It suddenly strikes you how little Nepal has changed. The Ranas have just been overthrown, but the political forces are at each other throats. There is infighting within the Nepali Congress, and the backbiting is even more vicious within the Koirala clan. India is concerned that Nepal is not listening to its concerns, which has to mainly do with taming Himalayan rivers.

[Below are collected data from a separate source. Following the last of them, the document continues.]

//! Scour - strip unwanted markup from HTML and XML
//!
//! Usage: scour [OPTIONS] [FILE]

use std::env;
use std::fs;
use std::io::{self, Read, Write};
use std::process::ExitCode;

use thiserror::Error;

use scour_markup::Tokenizer;
use scour_sanitize::{sanitize, RemovalConfig, SanitizeError};

const VERSION: &str = env!("CARGO_PKG_VERSION");

/// Errors reported by the command line tool
#[derive(Debug, Error)]
enum CliError {
    #[error("{0}")]
    Usage(String),

    #[error("Failed to read {path}: {source}")]
    Read {
        path: String,
        #[source]
        source: io::Error,
    },

    #[error("Failed to write output: {0}")]
    Write(#[from] io::Error),

    #[error(transparent)]
    Config(#[from] SanitizeError),

    #[error("Failed to serialize event: {0}")]
    Json(#[from] serde_json::Error),
}

type CliResult<T> = Result<T, CliError>;

/// What to do with the input
#[derive(Debug, Default, PartialEq)]
struct Options {
    /// Input file, stdin when absent or `-`
    input: Option<String>,
    config_path: Option<String>,
    /// Removals given as flags, merged over the config file
    removals: RemovalConfig,
    events: bool,
}

#[derive(Debug, PartialEq)]
enum Command {
    Help,
    Version,
    Run(Options),
}

fn main() -> ExitCode {
    // Logs go to stderr, stdout carries only the result
    env_logger::Builder::from_env(env_logger::Env::default().default_filter_or("warn"))
        .format_timestamp(None)
        .init();

    let args: Vec<String> = env::args().collect();
    let program = args.first().map(String::as_str).unwrap_or("scour");

    let command = match parse_args(args.get(1..).unwrap_or_default()) {
        Ok(command) => command,
        Err(e) => {
            eprintln!("Error: {}", e);
            eprintln!("Try '{} --help' for more information.", program);
            return ExitCode::FAILURE;
        }
    };

    match command {
        Command::Help => {
            print_usage(program);
            ExitCode::SUCCESS
        }
        Command::Version => {
            println!("Scour {}", VERSION);
            ExitCode::SUCCESS
        }
        Command::Run(options) => {
            if let Err(e) = run(&options) {
                eprintln!("Error: {}", e);
                ExitCode::FAILURE
            } else {
                ExitCode::SUCCESS
            }
        }
    }
}

fn print_usage(program: &str) {
    println!(
        r#"Scour {} - Strip unwanted markup from HTML and XML

USAGE:
    {} [OPTIONS] [FILE]

Reads FILE, or stdin when FILE is absent or '-', and writes the sanitized
markup to stdout.

OPTIONS:
    -h, --help              Print this help message
    -V, --version           Print version information
    --elements <A,B>        Remove these elements and their content
    --attributes <X,Y>      Remove these attributes
    --strip-comments        Remove comments
    --strip-doctypes        Remove doctype declarations
    --config <PATH>         Read removals from a JSON file (flags add to it)
    --events                Print tokenizer events as JSON lines instead

EXAMPLES:
    {} --elements script,style --attributes onclick page.html
    {} --config removals.json < page.html
    {} --events page.html
"#,
        VERSION, program, program, program, program
    );
}

fn parse_args(args: &[String]) -> CliResult<Command> {
    let mut options = Options::default();
    let mut iter = args.iter();

    while let Some(arg) = iter.next() {
        match arg.as_str() {
            "-h" | "--help" => return Ok(Command::Help),
            "-V" | "--version" => return Ok(Command::Version),
            "--elements" => {
                let value = option_value(arg, iter.next())?;
                options.removals.elements.extend(split_names(value));
            }
            "--attributes" => {
                let value = option_value(arg, iter.next())?;
                options.removals.attributes.extend(split_names(value));
            }
            "--strip-comments" => options.removals.comments = true,
            "--strip-doctypes" => options.removals.doc_types = true,
            "--config" => {
                options.config_path = Some(option_value(arg, iter.next())?.to_string());
            }
            "--events" => options.events = true,
            flag if flag.len() > 1 && flag.starts_with('-') => {
                return Err(CliError::Usage(format!("Unknown option: {}", flag)));
            }
            path => {
                if let Some(previous) = &options.input {
                    return Err(CliError::Usage(format!(
                        "Only one input file is accepted, got {} and {}",
                        previous, path
                    )));
                }
                options.input = Some(path.to_string());
            }
        }
    }

    Ok(Command::Run(options))
}

fn option_value<'a>(flag: &str, value: Option<&'a String>) -> CliResult<&'a str> {
    value
        .map(String::as_str)
        .ok_or_else(|| CliError::Usage(format!("{} requires a value", flag)))
}

/// Split a comma separated name list, skipping empty entries
fn split_names(value: &str) -> impl Iterator<Item = String> + '_ {
    value
        .split(',')
        .map(str::trim)
        .filter(|name| !name.is_empty())
        .map(String::from)
}

fn run(options: &Options) -> CliResult<()> {
    let input = read_input(options.input.as_deref())?;
    let stdout = io::stdout();
    let mut out = stdout.lock();

    if options.events {
        if options.removals != RemovalConfig::default() || options.config_path.is_some() {
            log::warn!("Removal options are ignored with --events");
        }
        for event in Tokenizer::new(&input) {
            writeln!(out, "{}", serde_json::to_string(&event)?)?;
        }
        out.flush()?;
        return Ok(());
    }

    let config = load_config(options)?;
    let policy = config.to_policy();
    log::debug!("Sanitizing with {:?}", policy);

    out.write_all(sanitize(&input, &policy).as_bytes())?;
    out.flush()?;
    Ok(())
}

fn read_input(path: Option<&str>) -> CliResult<String> {
    match path {
        None | Some("-") => {
            let mut input = String::new();
            io::stdin()
                .read_to_string(&mut input)
                .map_err(|source| CliError::Read {
                    path: "<stdin>".to_string(),
                    source,
                })?;
            Ok(input)
        }
        Some(path) => fs::read_to_string(path).map_err(|source| CliError::Read {
            path: path.to_string(),
            source,
        }),
    }
}

/// Load the config file, if any, with the command line removals on top
fn load_config(options: &Options) -> CliResult<RemovalConfig> {
    let mut config = match &options.config_path {
        Some(path) => {
            let json = fs::read_to_string(path).map_err(|source| CliError::Read {
                path: path.clone(),
                source,
            })?;
            RemovalConfig::from_json(&json)?
        }
        None => RemovalConfig::default(),
    };

    let mut flags = options.removals.clone();
    flags.normalize()?;
    config.merge(flags);
    Ok(config)
}

#[cfg(test)]
mod tests {
    use super::*;

    fn args(list: &[&str]) -> Vec<String> {
        list.iter().map(|s| s.to_string()).collect()
    }

    fn run_options(list: &[&str]) -> Options {
        match parse_args(&args(list)).unwrap() {
            Command::Run(options) => options,
            other => panic!("expected run, got {:?}", other),
        }
    }

    #[test]
    fn test_no_args_reads_stdin() {
        assert_eq!(run_options(&[]), Options::default());
    }

    #[test]
    fn test_help_and_version() {
        assert_eq!(parse_args(&args(&["-h"])).unwrap(), Command::Help);
        assert_eq!(parse_args(&args(&["page.html", "--version"])).unwrap(), Command::Version);
    }

    #[test]
    fn test_removal_flags() {
        let options = run_options(&[
            "--elements",
            "script, style,,",
            "--attributes",
            "onclick",
            "--elements",
            "font",
            "--strip-comments",
            "--strip-doctypes",
            "page.html",
        ]);

        assert_eq!(options.input.as_deref(), Some("page.html"));
        assert_eq!(options.removals.elements, vec!["script", "style", "font"]);
        assert_eq!(options.removals.attributes, vec!["onclick"]);
        assert!(options.removals.comments);
        assert!(options.removals.doc_types);
        assert!(!options.events);
    }

    #[test]
    fn test_dash_is_stdin() {
        let options = run_options(&["--events", "-"]);
        assert_eq!(options.input.as_deref(), Some("-"));
        assert!(options.events);
    }

    #[test]
    fn test_missing_value() {
        let err = parse_args(&args(&["--config"])).unwrap_err();
        assert_eq!(err.to_string(), "--config requires a value");
    }

    #[test]
    fn test_unknown_option() {
        let err = parse_args(&args(&["--strip-everything"])).unwrap_err();
        assert_eq!(err.to_string(), "Unknown option: --strip-everything");
    }

    #[test]
    fn test_second_input_rejected() {
        let err = parse_args(&args(&["a.html", "b.html"])).unwrap_err();
        assert!(matches!(err, CliError::Usage(_)));
    }

    #[test]
    fn test_flags_merge_over_config_file() {
        let path = env::temp_dir().join(format!("scour-config-{}.json", std::process::id()));
        fs::write(&path, r#"{ "elements": ["style"], "comments": true }"#).unwrap();

        let mut options = run_options(&["--elements", "STYLE,font", "--attributes", "Style"]);
        options.config_path = Some(path.to_string_lossy().into_owned());
        let config = load_config(&options);
        fs::remove_file(&path).unwrap();

        let config = config.unwrap();
        assert_eq!(config.elements, vec!["style", "font"]);
        assert_eq!(config.attributes, vec!["style"]);
        assert!(config.comments);
        assert!(!config.doc_types);
    }

    #[test]
    fn test_invalid_flag_name() {
        let options = run_options(&["--attributes", "on click"]);
        let err = load_config(&options).unwrap_err();
        assert!(matches!(err, CliError::Config(SanitizeError::InvalidName { .. })));
    }

    #[test]
    fn test_missing_config_file() {
        let options = run_options(&["--config", "/nonexistent/scour.json"]);
        let err = load_config(&options).unwrap_err();
        assert!(err.to_string().starts_with("Failed to read /nonexistent/scour.json"));
    }
}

MP's memoirs are from a rewritten manuscript after the original was lost and half of the book is an appendix made up of a fascinating series of letters and official documents between Nehru, MP and Tribhuban.
Krishna Prasad Koirala (Pitaji), the father of MP, BP and GP was a freedom fighter who was exiled to India because he stood up against the Rana regime. The Koirala brothers followed their revolutionary father foot-steps and were also packed off to India.
At first, they participated in the Indian independence movement. MP and BP were even imprisoned in India by the British and there they came in contact with Mahatma Gandhi, Jaya Prakash Narayan, Ram Manohar Lohiya and other Indians who were on the frontline of the struggle against colonialism.
After 1947, the Koirala brothers with other young Nepali political activists turned their attention to liberating Nepal from the century-old Rana Oligarchy. It is obvious the democratic movement in Nepal gained its inspiration from the Indian freedom movement, but they soon realised the bitter truth that a newly-independent India was not at the outset supportive of the anti-Rana insurrection. The Koiralas at first took up arms against the Ranas, with Mahabir Shamsher helping to transport guns and dropping pamphlets in Nepal from a DC-3 of his airline.
Under MP's command, the insurrection spread in 1950 and border towns like Birganj, Nepalganj, Dhangadi and Biratnagar were captured. Thir Bam Malla was killed during the Birganj attack, and the bada hakim was killed during the battle for Dhangadi. Rana soldiers fired on protesters in Gaur, killing many people. Narad Muni Thulung took over Bhojpur and later advanced on Kathmandu via Sindhuligadi. The book takes us through the splits between the BP and Dilliraman Regmi factions and the patching up to set up the Nepali Congress.
MP acknowledges BP's role, and does not criticise his brother even thought their relations were strained. By shunning populism, MP showed statesmanship but it isolated him and ultimately cost him political support.
The book gives us insight into the 1950 Delhi Agreement between the Ranas, King Tribhuban and the Congress. The so-called tripartite agreement, it turns out, was actually bilateral: between the Jawaharlal Nehru and the Rana rulers. Indian ambassador CPN Sinha was holed up at Hyderabad House with Tribhuban, and he constantly bullied Matrika who had wanted the meeting to take place in Nepal.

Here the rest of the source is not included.